Task data>
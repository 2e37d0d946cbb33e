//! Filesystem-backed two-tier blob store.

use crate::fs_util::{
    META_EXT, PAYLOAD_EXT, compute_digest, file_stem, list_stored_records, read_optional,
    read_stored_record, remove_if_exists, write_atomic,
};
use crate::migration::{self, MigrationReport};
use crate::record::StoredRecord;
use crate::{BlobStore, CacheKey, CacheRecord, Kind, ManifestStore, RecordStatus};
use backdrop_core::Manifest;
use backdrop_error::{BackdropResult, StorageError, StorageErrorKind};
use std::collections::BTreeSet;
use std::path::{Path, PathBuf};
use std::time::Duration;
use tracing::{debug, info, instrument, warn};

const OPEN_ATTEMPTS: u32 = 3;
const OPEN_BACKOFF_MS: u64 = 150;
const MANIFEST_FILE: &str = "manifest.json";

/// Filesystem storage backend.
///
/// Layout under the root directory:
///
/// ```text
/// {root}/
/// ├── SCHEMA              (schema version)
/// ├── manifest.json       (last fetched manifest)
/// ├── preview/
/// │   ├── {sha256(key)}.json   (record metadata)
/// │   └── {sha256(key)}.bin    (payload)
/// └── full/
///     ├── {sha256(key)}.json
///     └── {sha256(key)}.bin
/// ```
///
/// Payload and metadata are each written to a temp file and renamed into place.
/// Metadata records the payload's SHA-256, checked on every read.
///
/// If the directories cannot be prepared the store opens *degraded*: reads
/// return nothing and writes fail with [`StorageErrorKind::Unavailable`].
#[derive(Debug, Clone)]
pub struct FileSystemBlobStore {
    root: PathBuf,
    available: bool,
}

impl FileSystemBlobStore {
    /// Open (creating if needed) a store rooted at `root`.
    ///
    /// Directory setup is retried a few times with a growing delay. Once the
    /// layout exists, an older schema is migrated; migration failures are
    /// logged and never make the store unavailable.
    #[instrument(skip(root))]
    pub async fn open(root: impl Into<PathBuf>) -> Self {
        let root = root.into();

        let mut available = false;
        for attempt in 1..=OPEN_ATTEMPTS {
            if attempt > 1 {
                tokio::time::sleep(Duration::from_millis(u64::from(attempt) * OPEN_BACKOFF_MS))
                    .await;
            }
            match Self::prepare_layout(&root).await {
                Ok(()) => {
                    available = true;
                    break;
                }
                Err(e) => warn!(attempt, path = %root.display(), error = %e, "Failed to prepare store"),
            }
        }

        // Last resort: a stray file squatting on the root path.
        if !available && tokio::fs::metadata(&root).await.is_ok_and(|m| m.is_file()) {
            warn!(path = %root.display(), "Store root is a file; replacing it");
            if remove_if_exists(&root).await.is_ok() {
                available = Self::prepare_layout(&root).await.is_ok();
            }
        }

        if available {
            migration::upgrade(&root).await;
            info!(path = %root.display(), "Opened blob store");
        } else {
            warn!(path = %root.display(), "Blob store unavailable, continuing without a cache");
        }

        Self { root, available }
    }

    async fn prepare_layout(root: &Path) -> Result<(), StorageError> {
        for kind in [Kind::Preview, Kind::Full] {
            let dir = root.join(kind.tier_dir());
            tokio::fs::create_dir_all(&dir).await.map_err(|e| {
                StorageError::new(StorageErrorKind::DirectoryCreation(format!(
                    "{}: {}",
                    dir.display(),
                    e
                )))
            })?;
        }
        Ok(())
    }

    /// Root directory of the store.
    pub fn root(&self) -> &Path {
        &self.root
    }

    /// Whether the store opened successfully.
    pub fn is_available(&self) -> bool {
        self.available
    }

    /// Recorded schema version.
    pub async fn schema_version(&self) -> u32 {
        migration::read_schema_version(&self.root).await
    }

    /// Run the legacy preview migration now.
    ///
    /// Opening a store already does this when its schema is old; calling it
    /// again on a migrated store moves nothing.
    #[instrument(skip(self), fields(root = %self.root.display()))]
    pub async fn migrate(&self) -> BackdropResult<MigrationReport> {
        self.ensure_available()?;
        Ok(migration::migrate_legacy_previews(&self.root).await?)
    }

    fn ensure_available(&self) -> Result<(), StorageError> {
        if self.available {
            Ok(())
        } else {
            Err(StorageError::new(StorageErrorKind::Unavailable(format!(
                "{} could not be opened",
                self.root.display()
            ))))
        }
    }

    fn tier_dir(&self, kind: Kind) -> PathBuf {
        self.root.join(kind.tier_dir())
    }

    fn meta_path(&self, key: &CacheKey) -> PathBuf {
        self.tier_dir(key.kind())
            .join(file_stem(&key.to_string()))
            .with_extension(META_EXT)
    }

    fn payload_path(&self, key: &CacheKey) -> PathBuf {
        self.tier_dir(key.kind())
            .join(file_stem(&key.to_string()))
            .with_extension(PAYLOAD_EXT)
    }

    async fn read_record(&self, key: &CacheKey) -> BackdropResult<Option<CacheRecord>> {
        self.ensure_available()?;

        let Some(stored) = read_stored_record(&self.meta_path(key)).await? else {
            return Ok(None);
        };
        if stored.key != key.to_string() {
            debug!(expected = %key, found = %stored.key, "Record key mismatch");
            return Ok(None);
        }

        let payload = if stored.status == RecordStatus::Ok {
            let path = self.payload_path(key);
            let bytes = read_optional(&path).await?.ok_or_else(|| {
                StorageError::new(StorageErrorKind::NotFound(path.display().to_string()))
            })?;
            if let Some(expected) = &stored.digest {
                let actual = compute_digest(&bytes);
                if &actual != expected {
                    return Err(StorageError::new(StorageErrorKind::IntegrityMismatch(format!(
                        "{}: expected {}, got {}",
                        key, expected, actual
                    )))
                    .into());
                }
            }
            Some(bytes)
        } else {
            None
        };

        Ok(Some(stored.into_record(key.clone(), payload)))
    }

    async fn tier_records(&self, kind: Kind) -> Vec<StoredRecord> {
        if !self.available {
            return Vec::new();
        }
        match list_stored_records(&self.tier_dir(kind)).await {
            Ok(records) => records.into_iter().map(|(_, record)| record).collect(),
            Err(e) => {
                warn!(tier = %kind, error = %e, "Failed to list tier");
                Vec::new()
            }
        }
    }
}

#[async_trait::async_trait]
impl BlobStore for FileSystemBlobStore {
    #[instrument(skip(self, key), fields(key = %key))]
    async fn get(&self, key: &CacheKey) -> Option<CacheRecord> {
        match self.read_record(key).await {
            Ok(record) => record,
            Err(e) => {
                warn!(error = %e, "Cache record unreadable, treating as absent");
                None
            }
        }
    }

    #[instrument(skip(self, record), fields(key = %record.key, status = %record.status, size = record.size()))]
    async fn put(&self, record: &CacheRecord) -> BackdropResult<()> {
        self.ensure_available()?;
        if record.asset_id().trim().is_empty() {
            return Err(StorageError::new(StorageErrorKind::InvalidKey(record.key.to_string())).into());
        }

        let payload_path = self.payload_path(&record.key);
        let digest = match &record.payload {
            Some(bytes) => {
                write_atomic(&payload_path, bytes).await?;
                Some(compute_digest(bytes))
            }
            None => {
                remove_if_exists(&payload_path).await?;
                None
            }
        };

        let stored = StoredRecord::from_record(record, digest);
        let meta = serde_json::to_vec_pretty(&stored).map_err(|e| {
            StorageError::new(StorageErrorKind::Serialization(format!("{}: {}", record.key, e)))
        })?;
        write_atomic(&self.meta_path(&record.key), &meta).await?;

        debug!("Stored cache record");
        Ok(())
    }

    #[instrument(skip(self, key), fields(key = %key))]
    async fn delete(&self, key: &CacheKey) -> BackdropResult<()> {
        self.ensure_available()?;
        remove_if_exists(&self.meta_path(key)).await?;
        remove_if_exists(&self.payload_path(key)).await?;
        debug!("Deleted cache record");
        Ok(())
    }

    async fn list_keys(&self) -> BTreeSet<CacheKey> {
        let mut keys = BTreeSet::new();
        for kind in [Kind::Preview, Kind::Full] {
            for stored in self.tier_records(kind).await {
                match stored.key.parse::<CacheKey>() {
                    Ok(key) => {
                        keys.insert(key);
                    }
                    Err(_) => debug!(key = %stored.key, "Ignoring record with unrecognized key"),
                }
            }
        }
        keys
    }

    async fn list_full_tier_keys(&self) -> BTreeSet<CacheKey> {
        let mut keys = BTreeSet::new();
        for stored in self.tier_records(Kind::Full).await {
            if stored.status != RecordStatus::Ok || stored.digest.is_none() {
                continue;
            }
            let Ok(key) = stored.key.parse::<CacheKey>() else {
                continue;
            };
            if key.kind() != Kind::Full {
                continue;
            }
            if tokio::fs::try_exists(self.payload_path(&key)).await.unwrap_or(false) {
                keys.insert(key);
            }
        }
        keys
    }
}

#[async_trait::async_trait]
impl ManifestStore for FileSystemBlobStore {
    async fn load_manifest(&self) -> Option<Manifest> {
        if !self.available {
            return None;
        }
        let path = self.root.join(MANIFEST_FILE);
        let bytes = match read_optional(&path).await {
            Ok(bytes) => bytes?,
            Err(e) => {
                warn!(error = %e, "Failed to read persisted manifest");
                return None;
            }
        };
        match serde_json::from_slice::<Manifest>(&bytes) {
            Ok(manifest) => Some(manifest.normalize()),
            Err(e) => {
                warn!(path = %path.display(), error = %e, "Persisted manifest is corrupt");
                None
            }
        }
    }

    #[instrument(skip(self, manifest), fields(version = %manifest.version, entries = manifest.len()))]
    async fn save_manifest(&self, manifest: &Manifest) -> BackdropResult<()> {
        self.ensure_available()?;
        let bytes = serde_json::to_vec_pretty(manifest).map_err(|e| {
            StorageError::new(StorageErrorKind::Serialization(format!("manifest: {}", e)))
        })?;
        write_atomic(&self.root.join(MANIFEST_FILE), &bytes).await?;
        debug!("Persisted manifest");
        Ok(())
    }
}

---

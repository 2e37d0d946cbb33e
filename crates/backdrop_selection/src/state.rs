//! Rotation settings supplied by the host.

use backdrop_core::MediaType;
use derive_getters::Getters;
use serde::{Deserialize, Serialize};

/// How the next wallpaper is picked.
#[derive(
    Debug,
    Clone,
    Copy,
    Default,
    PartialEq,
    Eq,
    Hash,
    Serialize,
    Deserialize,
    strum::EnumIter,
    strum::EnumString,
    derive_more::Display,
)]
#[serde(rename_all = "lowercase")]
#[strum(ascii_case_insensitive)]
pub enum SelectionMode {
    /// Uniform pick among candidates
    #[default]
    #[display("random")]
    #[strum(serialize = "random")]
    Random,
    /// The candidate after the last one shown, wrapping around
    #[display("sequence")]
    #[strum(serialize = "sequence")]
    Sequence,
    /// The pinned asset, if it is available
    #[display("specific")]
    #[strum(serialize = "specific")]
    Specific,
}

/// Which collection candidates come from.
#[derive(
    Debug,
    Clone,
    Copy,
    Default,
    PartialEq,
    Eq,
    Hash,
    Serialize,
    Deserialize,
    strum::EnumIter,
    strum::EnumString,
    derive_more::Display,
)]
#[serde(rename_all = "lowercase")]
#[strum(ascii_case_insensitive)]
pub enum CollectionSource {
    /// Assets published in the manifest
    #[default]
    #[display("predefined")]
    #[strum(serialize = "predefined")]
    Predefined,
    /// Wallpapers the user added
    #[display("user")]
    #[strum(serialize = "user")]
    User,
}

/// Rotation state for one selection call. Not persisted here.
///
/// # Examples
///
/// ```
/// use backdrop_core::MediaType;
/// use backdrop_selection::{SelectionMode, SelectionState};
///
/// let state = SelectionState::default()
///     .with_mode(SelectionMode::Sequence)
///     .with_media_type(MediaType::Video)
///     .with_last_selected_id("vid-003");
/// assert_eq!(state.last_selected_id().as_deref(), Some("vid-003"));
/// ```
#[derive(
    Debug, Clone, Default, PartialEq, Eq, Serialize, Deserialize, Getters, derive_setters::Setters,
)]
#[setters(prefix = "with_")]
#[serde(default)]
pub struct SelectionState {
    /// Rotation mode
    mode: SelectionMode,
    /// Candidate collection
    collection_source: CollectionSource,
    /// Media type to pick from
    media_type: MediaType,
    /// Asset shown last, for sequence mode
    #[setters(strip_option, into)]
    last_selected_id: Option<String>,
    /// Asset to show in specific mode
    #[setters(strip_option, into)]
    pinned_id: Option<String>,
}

Work order>
What lines in the data above carry "join"? Return them all.

Result of the exercise>
            let dir = root.join(kind.tier_dir());
        self.root.join(kind.tier_dir())
            .join(file_stem(&key.to_string()))
            .join(file_stem(&key.to_string()))
        let path = self.root.join(MANIFEST_FILE);
        write_atomic(&self.root.join(MANIFEST_FILE), &bytes).await?;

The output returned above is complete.